* What is needed *
Your response must be an exact transcription of the lines from the one containing "pub mod pricing;" through the final line of the data.

* Dataset content *
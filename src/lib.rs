//! Bazaar
//!
//! Bazaar is an in-memory demo marketplace: users and sessions, a product catalog, per-session
//! shopping carts and simulated checkout, driven through the [`ShoppingApp`](shop::ShoppingApp)
//! façade.

pub mod cart;
pub mod catalog;
pub mod cli;
pub mod config;
pub mod fixtures;
pub mod observability;
pub mod payments;
pub mod prelude;
pub mod pricing;
pub mod shop;
pub mod tables;
pub mod users;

* Output of the task *
pub mod pricing;
pub mod shop;
pub mod tables;
pub mod users;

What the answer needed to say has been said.